(DATA IN THIS EXERCISE begins)

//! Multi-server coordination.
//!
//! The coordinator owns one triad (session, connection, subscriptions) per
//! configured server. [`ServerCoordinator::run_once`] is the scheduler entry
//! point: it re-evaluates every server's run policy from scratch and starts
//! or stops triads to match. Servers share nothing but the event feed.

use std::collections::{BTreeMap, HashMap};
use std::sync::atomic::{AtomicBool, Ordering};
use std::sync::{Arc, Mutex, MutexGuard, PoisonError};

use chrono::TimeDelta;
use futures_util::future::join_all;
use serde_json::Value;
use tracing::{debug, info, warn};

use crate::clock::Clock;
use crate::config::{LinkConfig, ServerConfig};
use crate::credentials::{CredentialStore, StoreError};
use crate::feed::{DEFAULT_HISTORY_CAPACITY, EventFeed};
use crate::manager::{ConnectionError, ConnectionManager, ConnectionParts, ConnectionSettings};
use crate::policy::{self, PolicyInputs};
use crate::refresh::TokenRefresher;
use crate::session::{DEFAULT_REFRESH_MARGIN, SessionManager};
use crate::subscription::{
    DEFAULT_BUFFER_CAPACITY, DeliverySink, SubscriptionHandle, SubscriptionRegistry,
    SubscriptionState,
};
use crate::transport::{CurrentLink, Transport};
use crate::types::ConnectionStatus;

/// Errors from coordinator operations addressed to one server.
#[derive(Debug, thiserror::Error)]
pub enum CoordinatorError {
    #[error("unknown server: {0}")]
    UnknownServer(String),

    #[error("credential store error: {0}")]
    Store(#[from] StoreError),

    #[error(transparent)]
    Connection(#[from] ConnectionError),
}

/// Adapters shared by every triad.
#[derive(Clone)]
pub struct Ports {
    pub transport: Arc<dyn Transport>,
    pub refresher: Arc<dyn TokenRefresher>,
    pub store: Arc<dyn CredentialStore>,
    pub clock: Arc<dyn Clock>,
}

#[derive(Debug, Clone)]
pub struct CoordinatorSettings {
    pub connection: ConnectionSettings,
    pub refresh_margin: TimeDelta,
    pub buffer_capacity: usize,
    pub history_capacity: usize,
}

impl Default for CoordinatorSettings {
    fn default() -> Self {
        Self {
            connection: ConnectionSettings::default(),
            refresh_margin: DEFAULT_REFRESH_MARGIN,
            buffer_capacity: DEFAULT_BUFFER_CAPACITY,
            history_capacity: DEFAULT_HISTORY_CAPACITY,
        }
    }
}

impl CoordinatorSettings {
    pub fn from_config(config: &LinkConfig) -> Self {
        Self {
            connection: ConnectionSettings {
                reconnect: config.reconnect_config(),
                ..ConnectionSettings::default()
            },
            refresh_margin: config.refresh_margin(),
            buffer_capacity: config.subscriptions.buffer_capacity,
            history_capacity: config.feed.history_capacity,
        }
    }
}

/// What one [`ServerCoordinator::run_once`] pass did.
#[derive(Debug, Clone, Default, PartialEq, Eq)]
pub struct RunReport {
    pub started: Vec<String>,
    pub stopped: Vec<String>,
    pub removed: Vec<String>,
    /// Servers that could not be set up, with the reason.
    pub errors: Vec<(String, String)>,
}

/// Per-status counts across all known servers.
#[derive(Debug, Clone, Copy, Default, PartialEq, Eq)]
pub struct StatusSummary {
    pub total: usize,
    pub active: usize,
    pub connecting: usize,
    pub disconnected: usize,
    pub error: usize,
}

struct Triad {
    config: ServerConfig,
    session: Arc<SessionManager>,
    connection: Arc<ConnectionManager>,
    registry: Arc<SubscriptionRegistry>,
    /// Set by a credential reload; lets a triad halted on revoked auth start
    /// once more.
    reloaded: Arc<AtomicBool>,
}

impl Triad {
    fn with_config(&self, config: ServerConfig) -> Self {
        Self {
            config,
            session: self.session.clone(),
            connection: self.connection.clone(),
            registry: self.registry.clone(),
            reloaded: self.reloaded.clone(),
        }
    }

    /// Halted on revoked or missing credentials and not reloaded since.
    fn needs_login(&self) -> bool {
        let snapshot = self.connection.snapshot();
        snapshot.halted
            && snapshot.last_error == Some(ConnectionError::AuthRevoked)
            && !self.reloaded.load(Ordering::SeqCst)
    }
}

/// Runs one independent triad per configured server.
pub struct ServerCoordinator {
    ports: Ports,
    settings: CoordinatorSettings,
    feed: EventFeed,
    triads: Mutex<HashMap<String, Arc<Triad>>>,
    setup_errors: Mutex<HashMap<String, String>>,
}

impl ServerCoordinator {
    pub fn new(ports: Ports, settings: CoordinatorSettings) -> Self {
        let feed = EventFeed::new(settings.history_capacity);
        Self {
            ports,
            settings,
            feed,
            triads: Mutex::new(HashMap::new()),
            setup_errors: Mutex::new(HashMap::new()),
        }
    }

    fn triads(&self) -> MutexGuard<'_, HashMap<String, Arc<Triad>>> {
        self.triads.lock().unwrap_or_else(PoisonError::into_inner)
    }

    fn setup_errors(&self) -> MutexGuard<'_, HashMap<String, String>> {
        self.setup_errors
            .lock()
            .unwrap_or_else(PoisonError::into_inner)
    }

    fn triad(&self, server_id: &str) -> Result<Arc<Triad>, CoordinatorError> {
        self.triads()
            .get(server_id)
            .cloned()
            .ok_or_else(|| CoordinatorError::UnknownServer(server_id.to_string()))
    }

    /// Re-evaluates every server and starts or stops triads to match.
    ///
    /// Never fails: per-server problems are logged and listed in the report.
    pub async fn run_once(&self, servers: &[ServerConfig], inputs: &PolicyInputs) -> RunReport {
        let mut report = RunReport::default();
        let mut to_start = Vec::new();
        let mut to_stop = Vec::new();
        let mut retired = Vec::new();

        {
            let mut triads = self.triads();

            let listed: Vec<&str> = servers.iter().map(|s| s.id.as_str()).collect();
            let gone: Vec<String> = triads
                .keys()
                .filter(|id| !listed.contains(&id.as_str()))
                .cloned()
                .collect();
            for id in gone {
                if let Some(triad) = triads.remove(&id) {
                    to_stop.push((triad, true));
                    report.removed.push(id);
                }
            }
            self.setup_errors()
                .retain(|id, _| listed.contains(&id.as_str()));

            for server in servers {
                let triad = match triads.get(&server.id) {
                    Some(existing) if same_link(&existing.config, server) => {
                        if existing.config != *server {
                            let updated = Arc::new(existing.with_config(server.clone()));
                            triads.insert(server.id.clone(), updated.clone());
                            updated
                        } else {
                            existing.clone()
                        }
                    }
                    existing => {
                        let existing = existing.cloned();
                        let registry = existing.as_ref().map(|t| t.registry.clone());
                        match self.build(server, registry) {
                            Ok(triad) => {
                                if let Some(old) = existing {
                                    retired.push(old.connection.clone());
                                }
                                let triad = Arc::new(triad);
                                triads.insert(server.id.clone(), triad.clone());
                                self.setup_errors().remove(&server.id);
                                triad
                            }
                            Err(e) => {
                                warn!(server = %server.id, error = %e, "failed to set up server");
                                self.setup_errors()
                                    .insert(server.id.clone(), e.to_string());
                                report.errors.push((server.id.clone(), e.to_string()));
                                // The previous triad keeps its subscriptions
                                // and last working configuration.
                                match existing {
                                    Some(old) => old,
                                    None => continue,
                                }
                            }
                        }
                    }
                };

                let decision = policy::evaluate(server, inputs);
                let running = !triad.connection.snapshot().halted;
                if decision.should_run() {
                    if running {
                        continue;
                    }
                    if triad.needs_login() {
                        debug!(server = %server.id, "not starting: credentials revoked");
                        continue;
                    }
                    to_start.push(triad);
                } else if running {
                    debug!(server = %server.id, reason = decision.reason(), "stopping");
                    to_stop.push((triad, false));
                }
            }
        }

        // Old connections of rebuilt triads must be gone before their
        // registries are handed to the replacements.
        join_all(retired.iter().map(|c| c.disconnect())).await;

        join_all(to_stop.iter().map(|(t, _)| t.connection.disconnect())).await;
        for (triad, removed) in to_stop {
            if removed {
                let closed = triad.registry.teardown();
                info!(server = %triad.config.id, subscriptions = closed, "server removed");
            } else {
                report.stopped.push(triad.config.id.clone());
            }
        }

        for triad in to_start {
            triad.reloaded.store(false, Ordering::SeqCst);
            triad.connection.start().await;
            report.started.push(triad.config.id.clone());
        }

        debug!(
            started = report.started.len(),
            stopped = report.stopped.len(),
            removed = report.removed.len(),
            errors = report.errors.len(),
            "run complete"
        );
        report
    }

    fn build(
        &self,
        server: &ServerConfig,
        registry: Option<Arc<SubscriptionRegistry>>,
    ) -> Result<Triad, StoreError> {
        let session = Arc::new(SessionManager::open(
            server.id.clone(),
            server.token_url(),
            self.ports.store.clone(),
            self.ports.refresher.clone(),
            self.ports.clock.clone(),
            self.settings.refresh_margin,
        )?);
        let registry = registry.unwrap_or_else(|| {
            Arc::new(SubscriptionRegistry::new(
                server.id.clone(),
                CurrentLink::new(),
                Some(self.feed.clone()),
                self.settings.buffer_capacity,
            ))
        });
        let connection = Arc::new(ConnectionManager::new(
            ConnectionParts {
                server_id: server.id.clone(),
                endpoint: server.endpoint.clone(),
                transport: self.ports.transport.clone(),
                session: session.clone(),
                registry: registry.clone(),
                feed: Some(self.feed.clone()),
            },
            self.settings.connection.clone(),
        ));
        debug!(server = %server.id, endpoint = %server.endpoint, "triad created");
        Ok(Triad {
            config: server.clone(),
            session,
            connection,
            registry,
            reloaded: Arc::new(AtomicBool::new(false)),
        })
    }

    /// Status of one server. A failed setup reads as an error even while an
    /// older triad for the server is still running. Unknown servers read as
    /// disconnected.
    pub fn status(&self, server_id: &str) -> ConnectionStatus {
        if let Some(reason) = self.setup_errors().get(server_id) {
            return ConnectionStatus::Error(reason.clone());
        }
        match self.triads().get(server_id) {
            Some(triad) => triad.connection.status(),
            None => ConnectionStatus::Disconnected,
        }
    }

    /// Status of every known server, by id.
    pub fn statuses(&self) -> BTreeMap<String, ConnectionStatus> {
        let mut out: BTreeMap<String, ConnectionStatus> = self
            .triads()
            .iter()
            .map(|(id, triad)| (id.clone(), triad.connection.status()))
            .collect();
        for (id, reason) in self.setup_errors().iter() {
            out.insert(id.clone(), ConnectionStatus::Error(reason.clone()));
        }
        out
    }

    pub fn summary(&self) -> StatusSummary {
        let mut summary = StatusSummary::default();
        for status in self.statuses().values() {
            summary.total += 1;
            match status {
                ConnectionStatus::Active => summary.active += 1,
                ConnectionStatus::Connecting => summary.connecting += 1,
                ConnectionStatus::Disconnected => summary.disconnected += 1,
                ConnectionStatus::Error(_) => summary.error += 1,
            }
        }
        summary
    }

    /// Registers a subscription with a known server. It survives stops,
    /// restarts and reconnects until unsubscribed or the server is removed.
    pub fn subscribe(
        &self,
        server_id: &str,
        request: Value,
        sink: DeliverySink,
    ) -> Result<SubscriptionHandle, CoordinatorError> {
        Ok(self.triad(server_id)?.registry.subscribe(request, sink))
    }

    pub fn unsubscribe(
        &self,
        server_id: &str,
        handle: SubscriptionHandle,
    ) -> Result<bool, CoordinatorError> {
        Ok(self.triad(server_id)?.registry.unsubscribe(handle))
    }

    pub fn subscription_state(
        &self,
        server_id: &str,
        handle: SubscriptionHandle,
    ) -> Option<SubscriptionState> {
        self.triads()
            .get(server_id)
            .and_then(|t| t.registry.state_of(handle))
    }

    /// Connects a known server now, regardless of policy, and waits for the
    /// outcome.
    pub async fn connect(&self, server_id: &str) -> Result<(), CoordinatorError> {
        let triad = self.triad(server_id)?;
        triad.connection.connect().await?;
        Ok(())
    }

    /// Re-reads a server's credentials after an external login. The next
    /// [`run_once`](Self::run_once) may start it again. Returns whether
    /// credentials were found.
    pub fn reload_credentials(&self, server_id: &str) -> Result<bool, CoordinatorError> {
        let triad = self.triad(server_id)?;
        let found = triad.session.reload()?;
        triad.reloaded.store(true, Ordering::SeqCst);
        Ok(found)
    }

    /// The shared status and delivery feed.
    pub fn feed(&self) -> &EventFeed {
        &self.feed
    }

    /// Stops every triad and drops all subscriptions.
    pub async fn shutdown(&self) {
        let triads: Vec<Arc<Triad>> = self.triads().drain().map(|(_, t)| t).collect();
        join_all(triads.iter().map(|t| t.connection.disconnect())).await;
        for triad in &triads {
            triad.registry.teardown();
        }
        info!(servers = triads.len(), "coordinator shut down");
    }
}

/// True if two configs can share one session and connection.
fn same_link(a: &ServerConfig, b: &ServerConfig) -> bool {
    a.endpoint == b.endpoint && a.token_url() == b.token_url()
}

(DATA IN THIS EXERCISE ends)

WHAT THE TASK REQUIRES:
Take the line containing "triad.reloaded.store(true, Ordering::SeqCst);" as the first line and the last line of the data above as the final one. Write out these lines and all between them exactly.

TASK ANSWER:
        triad.reloaded.store(true, Ordering::SeqCst);
        Ok(found)
    }

    /// The shared status and delivery feed.
    pub fn feed(&self) -> &EventFeed {
        &self.feed
    }

    /// Stops every triad and drops all subscriptions.
    pub async fn shutdown(&self) {
        let triads: Vec<Arc<Triad>> = self.triads().drain().map(|(_, t)| t).collect();
        join_all(triads.iter().map(|t| t.connection.disconnect())).await;
        for triad in &triads {
            triad.registry.teardown();
        }
        info!(servers = triads.len(), "coordinator shut down");
    }
}

/// True if two configs can share one session and connection.
fn same_link(a: &ServerConfig, b: &ServerConfig) -> bool {
    a.endpoint == b.endpoint && a.token_url() == b.token_url()
}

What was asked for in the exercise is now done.